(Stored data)
------
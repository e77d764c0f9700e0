use std::collections::HashMap;
use std::fmt;
use std::sync::atomic::{AtomicU64, Ordering};

use beanscope_core::ConfigurationUnit;
use parking_lot::RwLock;

use crate::{Relevance, Verdict};

/// A family of edits that invalidates the values depending on it.
#[derive(Debug, Clone, PartialEq, Eq, Hash, PartialOrd, Ord)]
pub enum InvalidationDomain {
    /// Structural declarations in class sources (annotations, imports,
    /// class/method shape).
    Structural,
    /// Declarative configuration files (properties, YAML, XML, strategy
    /// registrations).
    ConfigurationFiles,
    /// The active profile selection.
    Profiles,
    /// Explicitly configured file sets (multiple application contexts).
    MultipleContexts,
    /// Registrations of custom XML namespace handlers.
    CustomBeanParsers,
    /// Bumped when a structural edit can't be attributed to particular units.
    AllUnits,
    Unit(ConfigurationUnit),
}

impl fmt::Display for InvalidationDomain {
    fn fmt(&self, f: &mut fmt::Formatter<'_>) -> fmt::Result {
        match self {
            InvalidationDomain::Structural => f.write_str("structural"),
            InvalidationDomain::ConfigurationFiles => f.write_str("configuration-files"),
            InvalidationDomain::Profiles => f.write_str("profiles"),
            InvalidationDomain::MultipleContexts => f.write_str("multiple-contexts"),
            InvalidationDomain::CustomBeanParsers => f.write_str("custom-bean-parsers"),
            InvalidationDomain::AllUnits => f.write_str("all-units"),
            InvalidationDomain::Unit(unit) => write!(f, "unit({unit})"),
        }
    }
}

/// Token values observed for a set of domains.
#[derive(Debug, Clone, PartialEq, Eq, Hash)]
pub struct Stamp {
    entries: Vec<(InvalidationDomain, u64)>,
}

impl Stamp {
    pub fn domains(&self) -> impl Iterator<Item = &InvalidationDomain> {
        self.entries.iter().map(|(domain, _)| domain)
    }

    /// Token value recorded for `domain`, if the stamp covers it.
    pub fn token(&self, domain: &InvalidationDomain) -> Option<u64> {
        self.entries
            .iter()
            .find(|(d, _)| d == domain)
            .map(|(_, value)| *value)
    }

    /// `true` if no covered domain has been bumped since the stamp was taken.
    pub fn is_current(&self, tracker: &ModificationTracker) -> bool {
        self.entries
            .iter()
            .all(|(domain, value)| tracker.current(domain) == *value)
    }
}

/// Monotonic modification counters, one per [`InvalidationDomain`].
///
/// Counters only ever increase. Reading a counter never blocks a writer for
/// long: fixed domains are atomics, per-unit counters live behind a
/// read-mostly lock.
#[derive(Debug, Default)]
pub struct ModificationTracker {
    structural: AtomicU64,
    configuration_files: AtomicU64,
    profiles: AtomicU64,
    multiple_contexts: AtomicU64,
    custom_bean_parsers: AtomicU64,
    all_units: AtomicU64,
    units: RwLock<HashMap<ConfigurationUnit, u64>>,
}

impl ModificationTracker {
    pub fn new() -> Self {
        Self::default()
    }

    fn counter(&self, domain: &InvalidationDomain) -> Option<&AtomicU64> {
        match domain {
            InvalidationDomain::Structural => Some(&self.structural),
            InvalidationDomain::ConfigurationFiles => Some(&self.configuration_files),
            InvalidationDomain::Profiles => Some(&self.profiles),
            InvalidationDomain::MultipleContexts => Some(&self.multiple_contexts),
            InvalidationDomain::CustomBeanParsers => Some(&self.custom_bean_parsers),
            InvalidationDomain::AllUnits => Some(&self.all_units),
            InvalidationDomain::Unit(_) => None,
        }
    }

    pub fn current(&self, domain: &InvalidationDomain) -> u64 {
        match (self.counter(domain), domain) {
            (Some(counter), _) => counter.load(Ordering::Acquire),
            (None, InvalidationDomain::Unit(unit)) => {
                self.units.read().get(unit).copied().unwrap_or(0)
            }
            (None, _) => 0,
        }
    }

    /// Increments the token for `domain` and returns the new value.
    pub fn bump(&self, domain: &InvalidationDomain) -> u64 {
        let value = match (self.counter(domain), domain) {
            (Some(counter), _) => counter.fetch_add(1, Ordering::AcqRel) + 1,
            (None, InvalidationDomain::Unit(unit)) => {
                let mut units = self.units.write();
                let entry = units.entry(unit.clone()).or_insert(0);
                *entry += 1;
                *entry
            }
            (None, _) => 0,
        };
        tracing::trace!(target: "beanscope.cache", domain = %domain, value, "token bumped");
        value
    }

    pub fn stamp(&self, domains: &[InvalidationDomain]) -> Stamp {
        let mut entries: Vec<_> = domains
            .iter()
            .map(|domain| (domain.clone(), self.current(domain)))
            .collect();
        entries.sort_by(|a, b| a.0.cmp(&b.0));
        entries.dedup_by(|a, b| a.0 == b.0);
        Stamp { entries }
    }

    pub fn fire_active_profiles_changed(&self) {
        self.bump(&InvalidationDomain::Profiles);
    }

    pub fn fire_multiple_contexts_changed(&self) {
        self.bump(&InvalidationDomain::MultipleContexts);
    }

    pub fn fire_custom_bean_parser_changed(&self) {
        self.bump(&InvalidationDomain::CustomBeanParsers);
    }

    /// Applies a classification verdict and returns the domains bumped.
    pub fn apply(&self, verdict: &Verdict) -> Vec<InvalidationDomain> {
        let mut bumped = match verdict.relevance {
            Relevance::Irrelevant => return Vec::new(),
            Relevance::Structural => vec![InvalidationDomain::Structural],
            Relevance::ConfigurationFile => vec![InvalidationDomain::ConfigurationFiles],
        };

        if verdict.units.is_empty() {
            if verdict.relevance == Relevance::Structural {
                bumped.push(InvalidationDomain::AllUnits);
            }
        } else {
            bumped.extend(verdict.units.iter().cloned().map(InvalidationDomain::Unit));
        }

        for domain in &bumped {
            self.bump(domain);
        }
        bumped
    }
}
use smol_str::SmolStr;

use crate::ConfigurationUnit;

/// What an import/include points at, before resolution.
#[derive(Debug, Clone, PartialEq, Eq, Hash, PartialOrd, Ord)]
pub enum ImportTarget {
    /// A class reference (`@Import(Foo.class)`).
    Type(SmolStr),
    /// A resource location (`<import resource="..."/>`, `@ImportResource`).
    Resource(SmolStr),
}

impl ImportTarget {
    pub fn text(&self) -> &str {
        match self {
            ImportTarget::Type(name) | ImportTarget::Resource(name) => name,
        }
    }
}

/// An unresolved import edge: the tag plus the unit that declared it.
#[derive(Debug, Clone, PartialEq, Eq, Hash, PartialOrd, Ord)]
pub struct ImportRef {
    pub target: ImportTarget,
    pub declared_in: ConfigurationUnit,
}

/// Declared type information as reported by the declaration reader.
#[derive(Debug, Clone, PartialEq, Eq, Hash)]
pub enum DeclaredType {
    /// A concrete class: stereotype-annotated classes and XML `<bean class=...>`.
    Class(SmolStr),
    /// A factory method; `return_type` is `None` when the reader could not
    /// structurally match the method.
    FactoryMethod {
        method: SmolStr,
        return_type: Option<SmolStr>,
    },
    /// The reader saw a declaration but could not make sense of it.
    Unresolved { reason: SmolStr },
}

/// A component exactly as the declaration reader reported it.
#[derive(Debug, Clone, PartialEq, Eq)]
pub struct DeclaredComponent {
    pub name: Option<SmolStr>,
    pub aliases: Vec<SmolStr>,
    pub ty: DeclaredType,
    /// Direct supertypes (superclass and interfaces) of the component type.
    pub supertypes: Vec<SmolStr>,
    pub scope: Option<SmolStr>,
    pub qualifiers: Vec<SmolStr>,
    pub primary: bool,
    /// Raw `@Profile`-style expressions on the definition itself.
    pub profiles: Vec<String>,
    /// `true` for XML `<bean>` elements.
    pub xml: bool,
}

impl DeclaredComponent {
    pub fn new(ty: DeclaredType) -> Self {
        Self {
            name: None,
            aliases: Vec::new(),
            ty,
            supertypes: Vec::new(),
            scope: None,
            qualifiers: Vec::new(),
            primary: false,
            profiles: Vec::new(),
            xml: false,
        }
    }

    pub fn class(ty: impl Into<SmolStr>) -> Self {
        Self::new(DeclaredType::Class(ty.into()))
    }

    pub fn xml_bean(ty: impl Into<SmolStr>) -> Self {
        Self {
            xml: true,
            ..Self::class(ty)
        }
    }

    pub fn factory_method(method: impl Into<SmolStr>, return_type: Option<&str>) -> Self {
        Self::new(DeclaredType::FactoryMethod {
            method: method.into(),
            return_type: return_type.map(SmolStr::new),
        })
    }

    pub fn named(mut self, name: impl Into<SmolStr>) -> Self {
        self.name = Some(name.into());
        self
    }

    pub fn with_aliases<I, S>(mut self, aliases: I) -> Self
    where
        I: IntoIterator<Item = S>,
        S: Into<SmolStr>,
    {
        self.aliases.extend(aliases.into_iter().map(Into::into));
        self
    }

    pub fn with_supertypes<I, S>(mut self, supertypes: I) -> Self
    where
        I: IntoIterator<Item = S>,
        S: Into<SmolStr>,
    {
        self.supertypes.extend(supertypes.into_iter().map(Into::into));
        self
    }

    pub fn with_qualifiers<I, S>(mut self, qualifiers: I) -> Self
    where
        I: IntoIterator<Item = S>,
        S: Into<SmolStr>,
    {
        self.qualifiers.extend(qualifiers.into_iter().map(Into::into));
        self
    }

    pub fn with_profiles<I, S>(mut self, profiles: I) -> Self
    where
        I: IntoIterator<Item = S>,
        S: Into<String>,
    {
        self.profiles.extend(profiles.into_iter().map(Into::into));
        self
    }

    pub fn with_scope(mut self, scope: impl Into<SmolStr>) -> Self {
        self.scope = Some(scope.into());
        self
    }

    pub fn primary(mut self) -> Self {
        self.primary = true;
        self
    }
}

/// XML `<alias name="..." alias="..."/>`.
#[derive(Debug, Clone, PartialEq, Eq, Hash)]
pub struct AliasDeclaration {
    pub name: SmolStr,
    pub alias: SmolStr,
}

impl AliasDeclaration {
    pub fn new(name: impl Into<SmolStr>, alias: impl Into<SmolStr>) -> Self {
        Self {
            name: name.into(),
            alias: alias.into(),
        }
    }
}

/// Unit-level conditions reported by the declaration reader.
#[derive(Debug, Clone, PartialEq, Eq, Hash)]
pub enum Condition {
    /// `@Profile` / `<beans profile=...>` expressions.
    Profile(Vec<String>),
    /// Classes that must be present on the classpath.
    OnClass(Vec<SmolStr>),
    AutoConfigureOrder(i32),
    AutoConfigureAfter(Vec<SmolStr>),
    AutoConfigureBefore(Vec<SmolStr>),
}

/// Override layer of a unit. A child-layer definition shadows a parent-layer
/// definition with the same name.
#[derive(Debug, Clone, Copy, Default, PartialEq, Eq, Hash, PartialOrd, Ord)]
pub enum Layer {
    Parent,
    #[default]
    Child,
}

#[derive(Debug, Clone, Copy, Default, PartialEq, Eq, Hash)]
pub struct UnitMarkers {
    /// The unit is an application entry point (`@SpringBootApplication`-like).
    pub application: bool,
    /// The unit lives in test sources.
    pub test_source: bool,
    pub layer: Layer,
}

/// Everything the declaration reader reports for one unit.
#[derive(Debug, Clone, Default, PartialEq, Eq)]
pub struct UnitDeclarations {
    pub definitions: Vec<DeclaredComponent>,
    pub imports: Vec<ImportTarget>,
    pub aliases: Vec<AliasDeclaration>,
    pub conditions: Vec<Condition>,
    pub markers: UnitMarkers,
}

/// Ordering metadata collected from a unit's conditions.
#[derive(Debug, Clone, Default, PartialEq, Eq)]
pub struct AutoConfigureMetadata {
    pub order: Option<i32>,
    pub after: Vec<SmolStr>,
    pub before: Vec<SmolStr>,
    pub on_class: Vec<SmolStr>,
}

impl AutoConfigureMetadata {
    pub fn from_conditions(conditions: &[Condition]) -> Self {
        let mut out = Self::default();
        for condition in conditions {
            match condition {
                Condition::AutoConfigureOrder(order) => out.order = Some(*order),
                Condition::AutoConfigureAfter(names) => extend_unique(&mut out.after, names),
                Condition::AutoConfigureBefore(names) => extend_unique(&mut out.before, names),
                Condition::OnClass(names) => extend_unique(&mut out.on_class, names),
                Condition::Profile(_) => {}
            }
        }
        out
    }
}

fn extend_unique(out: &mut Vec<SmolStr>, names: &[SmolStr]) {
    for name in names {
        if !out.contains(name) {
            out.push(name.clone());
        }
    }
}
------
Exercise aim. Your job is to copy out every line from the records above that has the word "ConfigurationFiles".

Reply to the exercise.
    ConfigurationFiles,
            InvalidationDomain::ConfigurationFiles => f.write_str("configuration-files"),
            InvalidationDomain::ConfigurationFiles => Some(&self.configuration_files),
            Relevance::ConfigurationFile => vec![InvalidationDomain::ConfigurationFiles],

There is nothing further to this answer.